È stato arrestato giovedì scorso a Bergamo, nel disinteresse quasi generale, Bahar Kimyongür, giornalista e attivista belga di origini turche. Era arrivato in Italia per partecipare ad una serie di conferenze sul Medio Oriente, ma una volta atterrato ha trovato ad attenderlo la polizia.
Il suo arresto fece molto discutere, tanto che il caso finì anche per essere l’oggetto di un documentario, Résister n’est pas un crime, girato nel 2008 e premiato l’anno successivo al Festival cinematografico internazionale dei diritti dell’uomo di Parigi (Fifdh).
Da sempre critico nei confronti del primo ministro turco Recep Tayyip Erdoğan, in passato Bahar si è schierato a favore di alcuni prigionieri politici turchi in sciopero della fame.

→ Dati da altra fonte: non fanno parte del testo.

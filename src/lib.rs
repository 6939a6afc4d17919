//! Netlib Keeper
//!
//! Keeps a batch of netlib.re accounts alive by signing each one in through
//! a real Chromium instance, one isolated session at a time with randomized
//! human-like pacing, then reports an aggregate summary to a Telegram chat.

pub mod accounts;
pub mod browser;
pub mod notify;
pub mod pacing;
pub mod runner;

use std::path::PathBuf;

/// Application configuration
///
/// Read once from the process environment at startup; everything downstream
/// works off this value and never touches the environment itself.
#[derive(Debug, Clone)]
pub struct AppConfig {
    /// Raw account batch, `username:password` pairs separated by `,` or `;`
    pub accounts: Option<String>,
    /// Telegram bot token (notification skipped when absent)
    pub bot_token: Option<String>,
    /// Telegram chat id (notification skipped when absent)
    pub chat_id: Option<String>,
    /// Landing page of the target service
    pub target_url: String,
    /// Run Chromium in headless mode
    pub headless: bool,
    /// Upper bound for any single automation action, in seconds
    pub action_timeout_secs: u64,
}

impl Default for AppConfig {
    fn default() -> Self {
        Self {
            accounts: None,
            bot_token: None,
            chat_id: None,
            target_url: "https://www.netlib.re/".to_string(),
            headless: true,
            action_timeout_secs: 45,
        }
    }
}

impl AppConfig {
    /// Read configuration from the process environment.
    pub fn from_env() -> Self {
        fn non_empty(key: &str) -> Option<String> {
            std::env::var(key)
                .ok()
                .map(|v| v.trim().to_string())
                .filter(|v| !v.is_empty())
        }

        let defaults = Self::default();
        Self {
            accounts: non_empty("ACCOUNTS"),
            bot_token: non_empty("BOT_TOKEN"),
            chat_id: non_empty("CHAT_ID"),
            target_url: non_empty("NETLIB_URL").unwrap_or(defaults.target_url),
            headless: non_empty("HEADLESS")
                .map(|v| v != "0" && !v.eq_ignore_ascii_case("false"))
                .unwrap_or(defaults.headless),
            action_timeout_secs: defaults.action_timeout_secs,
        }
    }
}

/// Get log directory path
pub fn log_dir() -> Option<PathBuf> {
    dirs::config_dir().map(|p| p.join("netlib-keeper").join("logs"))
}

/// Initialize logging: console layer plus a daily-rolling file layer.
pub fn init_logging() -> Option<tracing_appender::non_blocking::WorkerGuard> {
    use tracing_subscriber::layer::SubscriberExt;
    use tracing_subscriber::util::SubscriberInitExt;

    let env_filter = tracing_subscriber::EnvFilter::from_default_env()
        .add_directive(tracing::Level::INFO.into());

    let console_layer = tracing_subscriber::fmt::layer()
        .with_target(true)
        .with_thread_ids(false);

    if let Some(log_dir) = log_dir() {
        let _ = std::fs::create_dir_all(&log_dir);
        let file_appender = tracing_appender::rolling::daily(&log_dir, "netlib-keeper.log");
        let (non_blocking, guard) = tracing_appender::non_blocking(file_appender);

        let file_layer = tracing_subscriber::fmt::layer()
            .with_ansi(false)
            .with_target(true)
            .with_writer(non_blocking);

        tracing_subscriber::registry()
            .with(env_filter)
            .with(console_layer)
            .with(file_layer)
            .init();

        Some(guard)
    } else {
        tracing_subscriber::registry()
            .with(env_filter)
            .with(console_layer)
            .init();

        None
    }
}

Come giornalista collabora con il sito Investig’action, diretto dal giornalista Michel Collon. Da sempre attivo nelle battaglie a favore dei diritti umani, negli ultimi anni aveva duramente attaccato le ingerenze del governo turco nella guerra civile siriana, tanto da scrivere anche un libro dal titolo significativo: Syriana, la conquête continue.
Nel febbraio 2012 ero a Bruxelles per intervistarlo: l’argomento era proprio il Medio Oriente. Quando la telecamera si accese, lui iniziò a raccontare di Siria, Turchia, Stati Uniti. Era un fiume in piena e smettere di ascoltarlo era praticamente impossibile: parlava con quell’entusiasmo che hanno solo le persone che amano quello che ti stanno raccontando. Quando gli chiedevo di essere sintetico (maledetti tempi giornalistici!), lui alzava gli occhi, sorrideva e diceva: «Ci sarebbero così tante cose da dire!».
Questo è il ricordo che porto con me di Bahar.
Lunedì prossimo la Corte d’Appello di Brescia dovrà decidere se liberarlo o no, mentre la procedura di estradizione richiederà alcuni mesi. Il giornalista rischia quindi di essere mandato in Turchia. Sempre nel disinteresse (quasi) generale.